Il m’a semblé te croiser un jour, dans une rue de Londres.
C’était en l’espace d’une seconde.
J’avais alors quatorze ans.
J’ai cru reconnaître ta frêle silhouette, ton manteau rouge, ta tête à moitié chauve déjà, la fine monture de tes lunettes.
Une joyeuse certitude a éclairé mon coeur : n’importe où dans le monde, tu étais là. Je n’avais pas à me sentir seule.

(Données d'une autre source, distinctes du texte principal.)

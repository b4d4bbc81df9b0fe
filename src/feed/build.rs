// This Source Code Form is subject to the terms of the Mozilla Public
// License, v. 2.0. If a copy of the MPL was not distributed with this
// file, You can obtain one at https://mozilla.org/MPL/2.0/.

use std::path::Path;

use rss::extension::itunes::ITunesItemExtensionBuilder;
use rss::{Channel, ChannelBuilder, EnclosureBuilder, GuidBuilder, ImageBuilder, Item, ItemBuilder};
use url::Url;

use crate::atomic::write_atomic;
use crate::catalog::{Collection, Episode};
use crate::episode::{MEDIA_EXTENSION, canonical_path, media_mime_type};
use crate::error::FeedError;

pub const FEED_FILENAME: &str = "rss.xml";
pub const FEED_MIME_TYPE: &str = "application/rss+xml";

/// Public URL of `file` inside a collection's directory
pub fn public_url(base_url: &Url, collection_id: &str, file: &str) -> String {
    format!(
        "{}/{}/{}",
        base_url.as_str().trim_end_matches('/'),
        collection_id,
        file
    )
}

/// Build the feed for one collection.
///
/// `episodes` must be the verified set of the current pass: every entry gets an
/// enclosure pointing at its canonical file. Timestamps are rendered in UTC so
/// the same input always yields the same document.
pub fn build_feed(
    base_url: &Url,
    output_root: &Path,
    collection_id: &str,
    collection: &Collection,
    episodes: &[Episode],
) -> Channel {
    let feed_url = public_url(base_url, collection_id, FEED_FILENAME);

    let items = episodes
        .iter()
        .map(|episode| build_item(base_url, output_root, collection_id, episode))
        .collect::<Vec<_>>();

    let image = collection.image_url.as_ref().map(|url| {
        ImageBuilder::default()
            .url(url.clone())
            .title(collection.name.clone())
            .link(feed_url.clone())
            .build()
    });

    ChannelBuilder::default()
        .title(collection.name.clone())
        .link(feed_url)
        .description(collection.description.clone())
        .image(image)
        .items(items)
        .build()
}

fn build_item(base_url: &Url, output_root: &Path, collection_id: &str, episode: &Episode) -> Item {
    let file = format!("{}.{MEDIA_EXTENSION}", episode.id);
    let enclosure_url = public_url(base_url, collection_id, &file);

    // Readers expect a byte length; the file was verified to exist this pass
    let length = std::fs::metadata(canonical_path(output_root, collection_id, &episode.id))
        .map(|m| m.len())
        .unwrap_or(0);

    let enclosure = EnclosureBuilder::default()
        .url(enclosure_url.clone())
        .length(length.to_string())
        .mime_type(media_mime_type(MEDIA_EXTENSION).to_string())
        .build();

    let guid = GuidBuilder::default()
        .value(episode.id.clone())
        .permalink(false)
        .build();

    let itunes = ITunesItemExtensionBuilder::default()
        .duration(Some(episode.duration_secs().to_string()))
        .build();

    ItemBuilder::default()
        .title(Some(episode.title.clone()))
        .description(Some(episode.description.clone()))
        .link(Some(enclosure_url))
        .guid(Some(guid))
        .pub_date(episode.published_at.map(|dt| dt.to_rfc2822()))
        .enclosure(Some(enclosure))
        .itunes_ext(Some(itunes))
        .build()
}

/// Serialize a channel to pretty-printed XML
pub fn render_feed(channel: &Channel) -> Result<Vec<u8>, FeedError> {
    Ok(channel.pretty_write_to(Vec::new(), b' ', 2)?)
}

/// Replace the feed document in `collection_dir` in one step
pub fn write_feed(collection_dir: &Path, channel: &Channel) -> Result<(), FeedError> {
    let xml = render_feed(channel)?;
    let path = collection_dir.join(FEED_FILENAME);

    write_atomic(&path, &xml).map_err(|e| FeedError::WriteFailed { path, source: e })
}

J’ai oublié que cette apparition ne pouvait être toi qui soudais sûrement deux fils électriques à ce moment précis sous la lampe de ton bureau.

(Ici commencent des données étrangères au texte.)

// This Source Code Form is subject to the terms of the Mozilla Public
// License, v. 2.0. If a copy of the MPL was not distributed with this
// file, You can obtain one at https://mozilla.org/MPL/2.0/.

use std::path::PathBuf;
use thiserror::Error;

/// Errors raised while loading or validating the configuration.
///
/// All of these are fatal at startup.
#[derive(Error, Debug)]
pub enum ConfigError {
    #[error(
        "No config file found at {0}. A default one was written there; \
         fill in your credentials and collections, then restart."
    )]
    CreatedDefault(PathBuf),

    #[error("Failed to read config file {path}: {source}")]
    ReadFailed {
        path: PathBuf,
        #[source]
        source: std::io::Error,
    },

    #[error("Failed to write default config file {path}: {source}")]
    WriteFailed {
        path: PathBuf,
        #[source]
        source: std::io::Error,
    },

    #[error("Failed to parse config file {path}: {source}")]
    ParseFailed {
        path: PathBuf,
        #[source]
        source: serde_json::Error,
    },

    #[error("Config field '{field}' still holds the placeholder value; edit {path} and restart")]
    Placeholder { field: &'static str, path: PathBuf },

    #[error("Config field '{field}' {reason}; edit {path} and restart")]
    InvalidValue {
        field: &'static str,
        reason: &'static str,
        path: PathBuf,
    },

    #[error("No collections configured in {0}")]
    NoCollections(PathBuf),

    #[error("Downloader credentials not found at {0}; log in with the downloader once to create them")]
    MissingCredentials(PathBuf),

    #[error("Failed to prepare directory {path}: {source}")]
    DirectoryFailed {
        path: PathBuf,
        #[source]
        source: std::io::Error,
    },
}

/// Errors from the remote catalog API
#[derive(Error, Debug)]
pub enum CatalogError {
    #[error("Request to {url} failed: {source}")]
    RequestFailed {
        url: String,
        #[source]
        source: reqwest::Error,
    },

    #[error("HTTP error {status} for {url}")]
    HttpStatus { url: String, status: u16 },

    #[error("Failed to obtain access token: {0}")]
    TokenFailed(String),

    #[error("Failed to build HTTP client: {0}")]
    ClientBuildFailed(#[source] reqwest::Error),

    #[error("Invalid catalog URL: {0}")]
    InvalidUrl(#[from] url::ParseError),
}

/// Errors from fetching a single episode through the external downloader
#[derive(Error, Debug)]
pub enum FetchError {
    #[error("Failed to launch downloader '{program}': {source}")]
    SpawnFailed {
        program: String,
        #[source]
        source: std::io::Error,
    },

    #[error("Downloader exited with {status} for {locator}")]
    DownloaderFailed { locator: String, status: String },

    #[error("Downloader reported success but no file appeared at {0}")]
    StagingArtifactMissing(PathBuf),

    #[error("Failed to move {from} to {to}: {source}")]
    RelocateFailed {
        from: PathBuf,
        to: PathBuf,
        #[source]
        source: std::io::Error,
    },
}

/// Errors from reading or writing the per-collection snapshot
#[derive(Error, Debug)]
pub enum MetadataError {
    #[error("Failed to read metadata file {path}: {source}")]
    ReadFailed {
        path: PathBuf,
        #[source]
        source: std::io::Error,
    },

    #[error("Failed to write metadata file {path}: {source}")]
    WriteFailed {
        path: PathBuf,
        #[source]
        source: std::io::Error,
    },

    #[error("Failed to parse metadata JSON in {path}: {source}")]
    JsonParseFailed {
        path: PathBuf,
        #[source]
        source: serde_json::Error,
    },

    #[error("Failed to serialize metadata: {0}")]
    JsonSerializeFailed(#[from] serde_json::Error),
}

/// Errors from rendering or writing a feed document
#[derive(Error, Debug)]
pub enum FeedError {
    #[error("Failed to render feed: {0}")]
    RenderFailed(#[from] rss::Error),

    #[error("Failed to write feed {path}: {source}")]
    WriteFailed {
        path: PathBuf,
        #[source]
        source: std::io::Error,
    },
}

/// Errors when preparing the output tree
#[derive(Error, Debug)]
pub enum StateError {
    #[error("Failed to create directory {path}: {source}")]
    CreateDirectoryFailed {
        path: PathBuf,
        #[source]
        source: std::io::Error,
    },

    #[error("Failed to clear staging directory {path}: {source}")]
    ClearStagingFailed {
        path: PathBuf,
        #[source]
        source: std::io::Error,
    },
}

/// Top-level errors for processing one collection
#[derive(Error, Debug)]
pub enum SyncError {
    #[error("Catalog error: {0}")]
    Catalog(#[from] CatalogError),

    #[error("Metadata error: {0}")]
    Metadata(#[from] MetadataError),

    #[error("Feed error: {0}")]
    Feed(#[from] FeedError),

    #[error("State error: {0}")]
    State(#[from] StateError),
}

Le temps que j’admette cette logique,
la silhouette avait disparu au milieu de la foule grise.
Il en est de même aujourd’hui.
S’il m’arrive de croiser ton nom au détour d’une ligne, d’une page ou d’une feuille de journal, je crois te reconnaître immédiatement.
Ton nom, Guy, porte nécessairement ton regard, ton visage, ton manteau rouge, tes lunettes.
Il me fait face et je suis toute heureuse de cette rencontre.
J’oublie que ce nom désigne tant d’hommes aux visages, aux yeux et aux vêtements différents.
J’oublie que ce nom n’est pas le signe de ton apparition.
Bien sûr, il suffit d’une seule seconde pour que je me ravise.
Et ta présence s’efface, telle une ombre svelte, parmi les phrases grises.
Mais dans le bref instant qui sépare l’illusion de la prise de conscience, mon coeur s’éclaire
comme jadis, dans cette rue d’Angleterre.
Trois lettres me font oublier, le temps de ma surprise, que je suis seule au monde
et qu’il me faut trouver ma route
avec le souvenir de ton nom qui appartient aussi à d’autres.